Note that Calibre doesn’t deal with DRM-encumbered files at all. That’s fine with me, as I won’t buy DRM, but you need to keep it in mind if you’re looking to read DRMed books on your PC; Calibre is not the item for that.
I also installed Calibre under Linux, and I moved my entire Calibre database over to the Linux machine by simply copying the Calibre books directory to a thumb drive, and then copying the directory from the thumb drive to a folder in my home directory and telling Calibre to use it. As best I could tell, there were no functional or performance differences between the Windows and Linux versions.

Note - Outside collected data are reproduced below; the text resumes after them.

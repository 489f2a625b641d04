//! In-memory NSX used by the integration tests.
//!
//! `FakeNsx` implements every client trait the services depend on and
//! records each call so tests can assert on the remote traffic.

#![allow(dead_code)]

use std::collections::{HashMap, HashSet};
use std::sync::Arc;

use async_trait::async_trait;
use nsx_operator::subnetport::{subnet_port_path, SubnetPort};
use nsx_operator::virtualserver::{Group, LbVirtualServer};
use nsx_operator::{GroupClient, NsxClients, PodLister, PodMeta, SubnetPortClient, VirtualServerClient};
use nsx_orch_common::{
    ClientError, ClientResult, ListPage, RealizedEntitiesClient, ResourceLister,
};
use nsx_types::{path, Alarm, RealizedResource, RealizedResourceList, RealizedState};
use parking_lot::Mutex;

#[derive(Default)]
struct State {
    virtual_servers: HashMap<String, LbVirtualServer>,
    ports: HashMap<String, SubnetPort>,
    group: Option<Group>,
    realization: HashMap<String, RealizedResourceList>,
    failing_deletes: HashSet<String>,
    fail_group_patch: bool,
    pods: Vec<PodMeta>,
    fail_pod_list: bool,
    calls: Vec<String>,
}

#[derive(Default)]
pub struct FakeNsx {
    state: Mutex<State>,
}

impl FakeNsx {
    pub fn new() -> Arc<Self> {
        Arc::new(Self::default())
    }

    pub fn clients(self: &Arc<Self>) -> NsxClients {
        NsxClients {
            realized_entities: self.clone(),
            virtual_servers: self.clone(),
            groups: self.clone(),
            subnet_ports: self.clone(),
            pods: self.clone(),
        }
    }

    pub fn with_group(&self, group: Group) {
        self.state.lock().group = Some(group);
    }

    pub fn group(&self) -> Option<Group> {
        self.state.lock().group.clone()
    }

    pub fn seed_virtual_server(&self, vs: LbVirtualServer) {
        let id = vs.id.clone().unwrap();
        self.state.lock().virtual_servers.insert(id, vs);
    }

    pub fn seed_port(&self, port: SubnetPort) {
        let id = port.id.clone().unwrap();
        self.state.lock().ports.insert(id, port);
    }

    pub fn has_port(&self, id: &str) -> bool {
        self.state.lock().ports.contains_key(id)
    }

    pub fn has_virtual_server(&self, id: &str) -> bool {
        self.state.lock().virtual_servers.contains_key(id)
    }

    /// Makes `path` report ERROR with `message` on every poll.
    pub fn fail_realization(&self, path: &str, message: &str) {
        let entity = RealizedResource::new("RealizedLogicalPort", RealizedState::Error)
            .with_alarm(Alarm::with_message(message));
        self.state
            .lock()
            .realization
            .insert(path.to_string(), RealizedResourceList::new(vec![entity]));
    }

    pub fn fail_delete(&self, id: &str) {
        self.state.lock().failing_deletes.insert(id.to_string());
    }

    pub fn fail_group_patch(&self, fail: bool) {
        self.state.lock().fail_group_patch = fail;
    }

    pub fn set_pods(&self, pods: Vec<PodMeta>) {
        self.state.lock().pods = pods;
    }

    pub fn fail_pod_list(&self) {
        self.state.lock().fail_pod_list = true;
    }

    pub fn calls(&self) -> Vec<String> {
        self.state.lock().calls.clone()
    }

    pub fn count_calls(&self, prefix: &str) -> usize {
        self.calls().iter().filter(|c| c.starts_with(prefix)).count()
    }

    fn record(&self, call: String) {
        self.state.lock().calls.push(call);
    }
}

#[async_trait]
impl RealizedEntitiesClient for FakeNsx {
    async fn list(&self, intent_path: &str) -> ClientResult<RealizedResourceList> {
        self.record(format!("realized:{intent_path}"));
        let state = self.state.lock();
        Ok(state
            .realization
            .get(intent_path)
            .cloned()
            .unwrap_or_else(|| {
                RealizedResourceList::new(vec![RealizedResource::new(
                    "RealizedLogicalPort",
                    RealizedState::Realized,
                )])
            }))
    }
}

#[async_trait]
impl ResourceLister<LbVirtualServer> for FakeNsx {
    async fn list_page(&self, _cursor: Option<String>) -> ClientResult<ListPage<LbVirtualServer>> {
        let state = self.state.lock();
        Ok(ListPage::last(state.virtual_servers.values().cloned().collect()))
    }
}

#[async_trait]
impl VirtualServerClient for FakeNsx {
    async fn patch(&self, id: &str, vs: &LbVirtualServer) -> ClientResult<()> {
        self.record(format!("vs.patch:{id}"));
        let mut stored = vs.clone();
        stored.path = Some(path::virtual_server_path(id));
        self.state
            .lock()
            .virtual_servers
            .insert(id.to_string(), stored);
        Ok(())
    }

    async fn get(&self, id: &str) -> ClientResult<LbVirtualServer> {
        self.record(format!("vs.get:{id}"));
        self.state
            .lock()
            .virtual_servers
            .get(id)
            .cloned()
            .ok_or_else(|| ClientError::not_found("LBVirtualServer", id))
    }

    async fn delete(&self, id: &str) -> ClientResult<()> {
        self.record(format!("vs.delete:{id}"));
        let mut state = self.state.lock();
        if state.failing_deletes.contains(id) {
            return Err(ClientError::api(500, format!("cannot delete {id}")));
        }
        state
            .virtual_servers
            .remove(id)
            .map(|_| ())
            .ok_or_else(|| ClientError::not_found("LBVirtualServer", id))
    }
}

#[async_trait]
impl GroupClient for FakeNsx {
    async fn get(&self, domain_id: &str, group_id: &str) -> ClientResult<Group> {
        self.record(format!("group.get:{domain_id}/{group_id}"));
        self.state
            .lock()
            .group
            .clone()
            .ok_or_else(|| ClientError::not_found("Group", group_id))
    }

    async fn patch(&self, domain_id: &str, group_id: &str, group: &Group) -> ClientResult<()> {
        self.record(format!("group.patch:{domain_id}/{group_id}"));
        let mut state = self.state.lock();
        if state.fail_group_patch {
            return Err(ClientError::transport("connection reset"));
        }
        state.group = Some(group.clone());
        Ok(())
    }
}

#[async_trait]
impl ResourceLister<SubnetPort> for FakeNsx {
    async fn list_page(&self, _cursor: Option<String>) -> ClientResult<ListPage<SubnetPort>> {
        let state = self.state.lock();
        Ok(ListPage::last(state.ports.values().cloned().collect()))
    }
}

#[async_trait]
impl SubnetPortClient for FakeNsx {
    async fn patch(&self, subnet_path: &str, id: &str, port: &SubnetPort) -> ClientResult<()> {
        self.record(format!("port.patch:{id}"));
        let mut stored = port.clone();
        stored.path = Some(subnet_port_path(subnet_path, id));
        self.state.lock().ports.insert(id.to_string(), stored);
        Ok(())
    }

    async fn get(&self, _subnet_path: &str, id: &str) -> ClientResult<SubnetPort> {
        self.record(format!("port.get:{id}"));
        self.state
            .lock()
            .ports
            .get(id)
            .cloned()
            .ok_or_else(|| ClientError::not_found("VpcSubnetPort", id))
    }

    async fn delete(&self, _subnet_path: &str, id: &str) -> ClientResult<()> {
        self.record(format!("port.delete:{id}"));
        let mut state = self.state.lock();
        if state.failing_deletes.contains(id) {
            return Err(ClientError::api(500, format!("cannot delete {id}")));
        }
        state.ports.remove(id);
        Ok(())
    }
}

#[async_trait]
impl PodLister for FakeNsx {
    async fn list_pods(&self) -> ClientResult<Vec<PodMeta>> {
        self.record("pods.list".to_string());
        let state = self.state.lock();
        if state.fail_pod_list {
            return Err(ClientError::transport("apiserver unavailable"));
        }
        Ok(state.pods.clone())
    }
}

There isn’t a lot of downside to Calibre. Opening and rendering an ebook on the internal reader can be slow if it’s one of the more sophisticated formats. (Txt and .rtf files open very quickly.) The viewer doesn’t downsample cover images very well when displayed at less than their native resolution, though that’s a quibble. (Reduce the display size on my Old Catholic history epub and you’ll see what I mean.) Adding bookmarks seems to take more time than it should, especially on longer books. The program crashed once when I had a lot of windows open. (These included Thunderbird 3, which seems to be causing a lot of weirdness recently.)
Calibre doesn’t help you create ebooks; that’s not what it’s for. And some issues with the conversion modules are going to keep me looking for reliable ways to make MOBIs, LRFs, and PDBs out of my EPubs. However, in terms of an ebook manager, it’s just short of stellar. The viewer modules work reasonably well, particularly with files created “natively”–that is, not converted from one format to another.
Basically, the ebook business is still mighty young, and I’m not surprised at how random things still are. Among ebook-related software products, Calibre is the least random of anything I’ve yet tested, and at this crazy stage of the game, that’s high praise.